Who would be part of this alliance? Israel and Saudi Arabia, the region’s most powerful Sunni state, have been drawing closer for the past decade, united by their shared interest in counteracting Iranian regional aggression, as have the other majority-Sunni Gulf states. Egypt, Jordan, Turkey, and Oman could also become strong strategic partners in a U.S.-led coalition designed to thwart Iran’s ongoing efforts to trigger a regional Shia uprising from Syria and/or Yemen.

This new alliance would have two prongs, and two aims.

The first would be to permanently end Tehran’s designs on becoming a regional hegemon, especially in the eastern Mediterranean, where it is propping up the Assad regime in Syria and sponsoring terrorist groups such as Hamas and Hezbollah in Lebanon.

The second aim would be to crush ISIS wherever it holds territory, from Syria and the Sinai to Iraq, as well as to extirpate Sunni radicalism in all its forms. Here the U.S. would have to make it clear to the Saudis and other Gulf states that ISIS, like al-Qaeda, must be destroyed, both on the ground abroad and in the domestic madrassas and mosques that spread its vicious, radical message.

That, of course, leaves Russia. Fortunately, Assad’s renewed use of chemical weapons put Vladimir Putin at a disadvantage, since Russia almost certainly knew of the chemical strike, and may even have facilitated it. The Kremlin certainly lied when it assured the world that the regime’s stockpile of chemical weapons had been dealt with.

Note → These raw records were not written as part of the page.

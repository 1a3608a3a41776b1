use std::fmt;
use std::io;


#[derive(Debug)]
pub enum PixmapError {

    /// color buffer length does not match `width * height`
    BufferSize { expected: usize, actual: usize },

    /// `width * height` overflows `usize`
    Dimensions { width: usize, height: usize },

    Io(io::Error),

    Parse(String),

    Image(image::ImageError),
}

impl fmt::Display for PixmapError {

    fn fmt(&self, f: &mut fmt::Formatter<'_>) -> fmt::Result {
        match self {
            PixmapError::BufferSize { expected, actual } => {
                write!(f, "color buffer holds {} pixels, expected {}", actual, expected)
            },
            PixmapError::Dimensions { width, height } => {
                write!(f, "image size {}x{} is too large", width, height)
            },
            PixmapError::Io(e) => write!(f, "io error: {}", e),
            PixmapError::Parse(s) => write!(f, "parse error: {}", s),
            PixmapError::Image(e) => write!(f, "image error: {}", e),
        }
    }
}

impl std::error::Error for PixmapError {

    fn source(&self) -> Option<&(dyn std::error::Error + 'static)> {
        match self {
            PixmapError::Io(e) => Some(e),
            PixmapError::Image(e) => Some(e),
            _ => None,
        }
    }
}

impl From<io::Error> for PixmapError {

    fn from(e: io::Error) -> Self {
        PixmapError::Io(e)
    }
}

impl From<serde_json::Error> for PixmapError {

    fn from(e: serde_json::Error) -> Self {
        if e.is_io() {
            PixmapError::Io(e.into())
        } else {
            PixmapError::Parse(e.to_string())
        }
    }
}

impl From<image::ImageError> for PixmapError {

    fn from(e: image::ImageError) -> Self {
        match e {
            image::ImageError::IoError(err) => PixmapError::Io(err),
            other => PixmapError::Image(other),
        }
    }
}

pub type PMResult<T> = Result<T, PixmapError>;

pub mod de;

use std::io::Write;

use image::RgbaImage;
use serde::Deserialize;

use crate::color::Color;
use crate::error::PixmapError;
use crate::error::PMResult;


const MAX_VALUE: u32 = 255;

const SCALE: f64 = 255.99;

/// Maps a channel to the 8-bit scale as `floor(q * 255.99)`, with the
/// product taken in `f64`.
///
/// Out-of-range input is not clamped: `quantize(2.0) == 511`,
/// `quantize(-0.5) == -128`. NaN maps to 0.
pub fn quantize(q: f32) -> i32 {
    (q as f64 * SCALE).floor() as i32
}

/// Writes `colors` (row-major, `width * height` entries) as a plain-text
/// `P3` pixmap and flushes `sink`.
///
/// Only red, green and blue are written.
pub fn write_image<W: Write>(sink: &mut W, width: usize, height: usize, colors: &[Color]) -> PMResult<()> {
    let expected = pixel_count(width, height)?;
    if colors.len() != expected {
        return Err(PixmapError::BufferSize { expected, actual: colors.len() });
    }
    if colors.iter().any(|c| !c.is_finite()) {
        log::warn!("{}x{} image holds non-finite channels", width, height);
    }
    write!(sink, "P3\n{}\n{}\n{}\n", width, height, MAX_VALUE)?;
    for y in 0 .. height {
        for c in &colors[y * width .. (y + 1) * width] {
            write!(sink, "{} {} {} ", quantize(c.r), quantize(c.g), quantize(c.b))?;
        }
        sink.write_all(b"\n")?;
    }
    sink.flush()?;
    Ok(())
}

fn pixel_count(width: usize, height: usize) -> PMResult<usize> {
    width.checked_mul(height).ok_or(PixmapError::Dimensions { width, height })
}


/// Owned row-major color buffer with its dimensions.
#[derive(Debug, Clone, PartialEq, Deserialize)]
#[serde(try_from = "de::PixmapRaw")]
pub struct Pixmap {
    width: usize,
    height: usize,
    colors: Vec<Color>,
}

impl Pixmap {

    pub fn filled(width: usize, height: usize, color: Color) -> PMResult<Self> {
        let n = pixel_count(width, height)?;
        Ok(Pixmap {
            width,
            height,
            colors: vec![color; n],
        })
    }

    pub fn from_colors(width: usize, height: usize, colors: Vec<Color>) -> PMResult<Self> {
        let expected = pixel_count(width, height)?;
        if colors.len() != expected {
            return Err(PixmapError::BufferSize { expected, actual: colors.len() });
        }
        Ok(Pixmap {
            width,
            height,
            colors,
        })
    }

    pub fn width(&self) -> usize {
        self.width
    }

    pub fn height(&self) -> usize {
        self.height
    }

    pub fn colors(&self) -> &[Color] {
        self.colors.as_slice()
    }

    pub fn get(&self, x: usize, y: usize) -> Option<&Color> {
        if x < self.width && y < self.height {
            self.colors.get(x + y * self.width)
        } else {
            None
        }
    }

    /// Mixes every pixel, as the front color, with `back`.
    pub fn mix_over(&mut self, back: Color) {
        for c in self.colors.iter_mut() {
            *c = c.mix(back);
        }
    }

    pub fn write_to<W: Write>(&self, sink: &mut W) -> PMResult<()> {
        write_image(sink, self.width, self.height, &self.colors)
    }
}

impl From<&RgbaImage> for Pixmap {

    fn from(img: &RgbaImage) -> Self {
        let (width, height) = img.dimensions();
        Pixmap {
            width: width as usize,
            height: height as usize,
            colors: img.pixels().map(|p| Color::from(*p)).collect(),
        }
    }
}
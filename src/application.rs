use std::fs;
use std::fs::File;
use std::io;
use std::io::BufReader;
use std::io::BufWriter;
use std::io::Write;
use std::path::Path;
use std::path::PathBuf;

use crate::color::Color;
use crate::error::PMResult;
use crate::pixmap::Pixmap;
use crate::pixmap::de::read_pixmap;


pub struct AppOptions {
    output_file: Option<PathBuf>,
    background: Option<Color>,
}

impl Default for AppOptions {
    fn default() -> Self {
        AppOptions {
            output_file: None,
            background: None,
        }
    }
}

impl AppOptions {

    /// `None` writes to stdout.
    pub fn set_output_file(&mut self, path: Option<&str>) {
        self.output_file = path.map(PathBuf::from);
    }

    pub fn set_background(&mut self, background: Option<Color>) {
        self.background = background;
    }

    pub fn ensure_output_folder(&self) -> io::Result<()> {
        match self.output_file.as_ref().and_then(|f| f.parent()) {
            Some(dir) if !dir.as_os_str().is_empty() && !dir.is_dir() => fs::create_dir_all(dir),
            _ => Ok(()),
        }
    }
}

pub struct Application {
    options: AppOptions,
}

impl Application {

    pub fn new(options: AppOptions) -> Self {
        Application {
            options
        }
    }

    /// Buffered sink over the output file, or stdout.
    pub fn open_sink(&self) -> PMResult<Box<dyn Write>> {
        match &self.options.output_file {
            Some(path) => {
                self.options.ensure_output_folder()?;
                let file = File::create(path)?;
                Ok(Box::new(BufWriter::new(file)))
            },
            None => Ok(Box::new(BufWriter::new(io::stdout()))),
        }
    }

    pub fn write(&self, pixmap: &Pixmap) -> PMResult<()> {
        let mut sink = self.open_sink()?;
        pixmap.write_to(&mut sink)?;
        match &self.options.output_file {
            Some(path) => log::info!("{}x{} pixmap written to {}", pixmap.width(), pixmap.height(), path.display()),
            None => log::info!("{}x{} pixmap written to stdout", pixmap.width(), pixmap.height()),
        }
        Ok(())
    }

    pub fn fill(&self, width: usize, height: usize, color: Color) -> PMResult<()> {
        let pixmap = Pixmap::filled(width, height, color)?;
        self.write(&pixmap)
    }

    /// Reads a raw buffer document (`.json`) or any raster image the
    /// `image` crate decodes, mixes the background in if one is set, and
    /// writes the result.
    pub fn convert(&self, input: &Path) -> PMResult<()> {
        let mut pixmap = load_pixmap(input)?;
        log::info!("loaded {}x{} from {}", pixmap.width(), pixmap.height(), input.display());
        if let Some(background) = self.options.background {
            pixmap.mix_over(background);
        }
        self.write(&pixmap)
    }
}

pub fn load_pixmap(input: &Path) -> PMResult<Pixmap> {
    let is_json = input.extension().map_or(false, |ext| ext.eq_ignore_ascii_case("json"));
    if is_json {
        let file = File::open(input)?;
        read_pixmap(BufReader::new(file))
    } else {
        let img = image::open(input)?.to_rgba8();
        Ok(Pixmap::from(&img))
    }
}
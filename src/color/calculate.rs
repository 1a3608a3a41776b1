use super::Color;


/// Mixes two premultiplied colors.
///
/// The alphas add up and every channel becomes the alpha-weighted mean of
/// the two inputs. The back color is not attenuated by `1 - front.a`, so
/// the result may carry an alpha above 1.
///
/// Two colors whose alphas sum to zero yield [`Color::TRANSPARENT`].
pub fn mix(front: Color, back: Color) -> Color {
    let a = front.a + back.a;
    if a == 0.0 {
        log::debug!("mix of zero total alpha: {:?} + {:?}", front, back);
        return Color::TRANSPARENT;
    }
    Color {
        a,
        r: (front.a * front.r + back.a * back.r) / a,
        g: (front.a * front.g + back.a * back.g) / a,
        b: (front.a * front.b + back.a * back.b) / a,
    }
}
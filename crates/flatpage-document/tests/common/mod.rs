// SPDX-License-Identifier: PMPL-1.0-or-later
// Copyright (c) 2026 Jonathan D.A. Jewell (hyperpolymath) <jonathan.jewell@open.ac.uk>
//
// Shared fixtures for the detection integration tests.

#![allow(dead_code)]

use flatpage_core::Point;
use image::{DynamicImage, GrayImage, Luma};
use imageproc::drawing::draw_polygon_mut;
use imageproc::point::Point as PixelPoint;

pub const BACKGROUND: u8 = 30;
pub const PAPER: u8 = 240;

/// A synthetic photo: a bright page on a dark background.
pub struct SyntheticPage {
    pub image: DynamicImage,
    /// Page corners in TL, TR, BL, BR order.
    pub corners: [Point; 4],
}

/// Draw a `page_w` x `page_h` page centred at (`cx`, `cy`) and rotated by
/// `rotation_deg` clockwise onto a `width` x `height` canvas.
pub fn rotated_page(
    width: u32,
    height: u32,
    (cx, cy): (f64, f64),
    (page_w, page_h): (f64, f64),
    rotation_deg: f64,
) -> SyntheticPage {
    let (sin, cos) = rotation_deg.to_radians().sin_cos();
    let place = |dx: f64, dy: f64| {
        Point::new(
            (cx + dx * cos - dy * sin).round(),
            (cy + dx * sin + dy * cos).round(),
        )
    };
    let (hw, hh) = (page_w / 2.0, page_h / 2.0);
    let tl = place(-hw, -hh);
    let tr = place(hw, -hh);
    let br = place(hw, hh);
    let bl = place(-hw, hh);

    let mut gray = GrayImage::from_pixel(width, height, Luma([BACKGROUND]));
    let polygon: Vec<PixelPoint<i32>> = [tl, tr, br, bl]
        .iter()
        .map(|p| PixelPoint::new(p.x as i32, p.y as i32))
        .collect();
    draw_polygon_mut(&mut gray, &polygon, Luma([PAPER]));

    SyntheticPage {
        image: DynamicImage::ImageLuma8(gray),
        corners: [tl, tr, bl, br],
    }
}

/// The reference scene: a 200x283 page rotated 4° in a 400x500 photo.
pub fn tilted_a4_photo() -> SyntheticPage {
    rotated_page(400, 500, (200.0, 250.0), (200.0, 283.0), 4.0)
}

/// Route pipeline logs to the test harness; set `RUST_LOG` to see them.
pub fn init_tracing() {
    let _ = tracing_subscriber::fmt()
        .with_env_filter(tracing_subscriber::EnvFilter::from_default_env())
        .with_test_writer()
        .try_init();
}
// SPDX-License-Identifier: PMPL-1.0-or-later
// Copyright (c) 2026 Jonathan D.A. Jewell (hyperpolymath) <jonathan.jewell@open.ac.uk>
//
// Text extraction: the capability the detection engine hands the
// rectified page to. The OCR-backed implementation lives behind the `ocr`
// feature so the rest of the crate builds and tests without model files.

#[cfg(feature = "ocr")]
pub mod ocr;

use flatpage_core::error::Result;
use image::DynamicImage;

/// Anything that can read words off a rectified page.
pub trait TextExtractor {
    /// Recognised words in reading order. An empty page yields an empty list.
    fn extract_text(&self, image: &DynamicImage) -> Result<Vec<String>>;
}

impl<T: TextExtractor + ?Sized> TextExtractor for &T {
    fn extract_text(&self, image: &DynamicImage) -> Result<Vec<String>> {
        (**self).extract_text(image)
    }
}

impl<T: TextExtractor + ?Sized> TextExtractor for Box<T> {
    fn extract_text(&self, image: &DynamicImage) -> Result<Vec<String>> {
        (**self).extract_text(image)
    }
}

/// Extractor for callers that only want the geometry; always returns no words.
#[derive(Debug, Clone, Copy, Default)]
pub struct NoTextExtractor;

impl TextExtractor for NoTextExtractor {
    fn extract_text(&self, _image: &DynamicImage) -> Result<Vec<String>> {
        Ok(Vec::new())
    }
}

/// Split recognised text into words, dropping empty tokens.
pub fn split_words(text: &str) -> Vec<String> {
    text.split_whitespace().map(str::to_owned).collect()
}

#[cfg(test)]
mod tests {
    use super::*;

    #[test]
    fn no_text_extractor_returns_nothing() {
        let img = DynamicImage::new_luma8(10, 10);
        assert!(NoTextExtractor.extract_text(&img).expect("ok").is_empty());
    }

    #[test]
    fn boxed_extractor_delegates() {
        let boxed: Box<dyn TextExtractor> = Box::new(NoTextExtractor);
        let img = DynamicImage::new_luma8(1, 1);
        assert!(boxed.extract_text(&img).expect("ok").is_empty());
    }

    #[test]
    fn words_are_split_across_lines() {
        assert_eq!(
            split_words("  Invoice No.\n\n 4711\tpaid "),
            vec!["Invoice", "No.", "4711", "paid"]
        );
        assert!(split_words(" \n ").is_empty());
    }
}
// SPDX-License-Identifier: PMPL-1.0-or-later
// Copyright (c) 2026 Jonathan D.A. Jewell (hyperpolymath) <jonathan.jewell@open.ac.uk>
//
// Pipeline record — ordered, append-only snapshots of every detection stage,
// keyed by label. Passed through a detection run as an explicit side channel
// so stages recorded before a failure stay available for diagnostics.

use flatpage_core::types::{CornerSet, HoughLine};
use image::DynamicImage;

/// Label of the edge-map snapshot.
pub const EDGES_STAGE: &str = "edges";
/// Label of the edge map with detected lines drawn over it.
pub const LINES_STAGE: &str = "lines";
/// Label of the source image with the chosen quadrilateral drawn over it.
pub const CORNERS_STAGE: &str = "corners";
/// Label of the rectified page.
pub const WARP_STAGE: &str = "warp";

/// Structured data recorded next to a stage image.
#[derive(Debug, Clone, PartialEq)]
pub enum StageData {
    Lines(Vec<HoughLine>),
    Corners(CornerSet),
}

/// One recorded stage.
#[derive(Debug, Clone)]
pub struct StageRecord {
    pub image: DynamicImage,
    pub data: Option<StageData>,
}

/// Ordered label → snapshot mapping for one detection run.
///
/// Recording an existing label replaces its snapshot but keeps the label's
/// original position in the order.
#[derive(Debug, Clone, Default)]
pub struct PipelineRecord {
    entries: Vec<(String, StageRecord)>,
}

impl PipelineRecord {
    pub fn new() -> Self {
        Self::default()
    }

    /// Record a stage image under `label`.
    pub fn record(&mut self, image: DynamicImage, label: impl Into<String>) {
        self.insert(label.into(), StageRecord { image, data: None });
    }

    /// Record a stage image together with its structured data.
    pub fn record_with(&mut self, image: DynamicImage, label: impl Into<String>, data: StageData) {
        self.insert(
            label.into(),
            StageRecord {
                image,
                data: Some(data),
            },
        );
    }

    fn insert(&mut self, label: String, stage: StageRecord) {
        match self.entries.iter_mut().find(|(existing, _)| *existing == label) {
            Some((_, slot)) => *slot = stage,
            None => self.entries.push((label, stage)),
        }
    }

    pub fn get(&self, label: &str) -> Option<&StageRecord> {
        self.entries
            .iter()
            .find(|(existing, _)| existing == label)
            .map(|(_, stage)| stage)
    }

    pub fn image(&self, label: &str) -> Option<&DynamicImage> {
        self.get(label).map(|stage| &stage.image)
    }

    pub fn contains(&self, label: &str) -> bool {
        self.get(label).is_some()
    }

    /// Labels in the order they were first recorded.
    pub fn labels(&self) -> impl Iterator<Item = &str> {
        self.entries.iter().map(|(label, _)| label.as_str())
    }

    /// The record as an ordered list of (label, image) pairs.
    pub fn as_mapping(&self) -> Vec<(&str, &DynamicImage)> {
        self.entries
            .iter()
            .map(|(label, stage)| (label.as_str(), &stage.image))
            .collect()
    }

    pub fn iter(&self) -> impl Iterator<Item = (&str, &StageRecord)> {
        self.entries.iter().map(|(label, stage)| (label.as_str(), stage))
    }

    pub fn len(&self) -> usize {
        self.entries.len()
    }

    pub fn is_empty(&self) -> bool {
        self.entries.is_empty()
    }

    /// Consume the record, keeping the order.
    pub fn into_entries(self) -> Vec<(String, StageRecord)> {
        self.entries
    }
}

When Secretary of State Tillerson meets with Putin this week, he needs to take advantage of that weakness and stress to Moscow that its support for Assad is now a liability, not an asset. The Russians have already signaled that their support for Damascus is “not unconditional.” Their entire raison d’être for intervention in the Syrian conflict is combating “terrorism.” Now, they must acknowledge that Assad and his Iranian allies are no less “terrorists” than ISIS, and should be dealt with accordingly.

Far more is at stake here than removing a brutal dictator; preventing his Iranian patrons from becoming a dominant force in the eastern Mediterranean is just as important. The final goal of Trump’s strategy in the Middle East has to be convincing Putin that his support for and collaboration with Iran is a liability rather than an asset, and that siding with the emerging U.S.–Sunni–Israeli coalition is the best way for Russia to demonstrate a good-faith commitment to fighting terrorism and playing a constructive role in the region.

The region’s Sunni powers realize the potency of the Iranian threat, as does Israel. The Obama administration pretended the Iran problem would go way on its own if we sat on our hands. The Trump administration now has an opportunity to reverse course, enlisting a coalition of Sunni partners in the complicated task of isolating and limiting Iran’s power to revise the geopolitical order in the eastern Mediterranean and the Persian Gulf.

In closing, it should be stressed that none of these strategic shifts need involve placing more American troops on the ground in the Middle East. The team is already on the field; all that’s been missing is a quarterback. For the U.S. to fulfill that role, it merely needs a leader willing to reassert the influence that Obama wouldn’t — and that George W. Bush before him squandered in two endless regional wars.

Our natural allies in the region have been clamoring for help from Washington for years; Donald Trump now has the opportunity to provide it.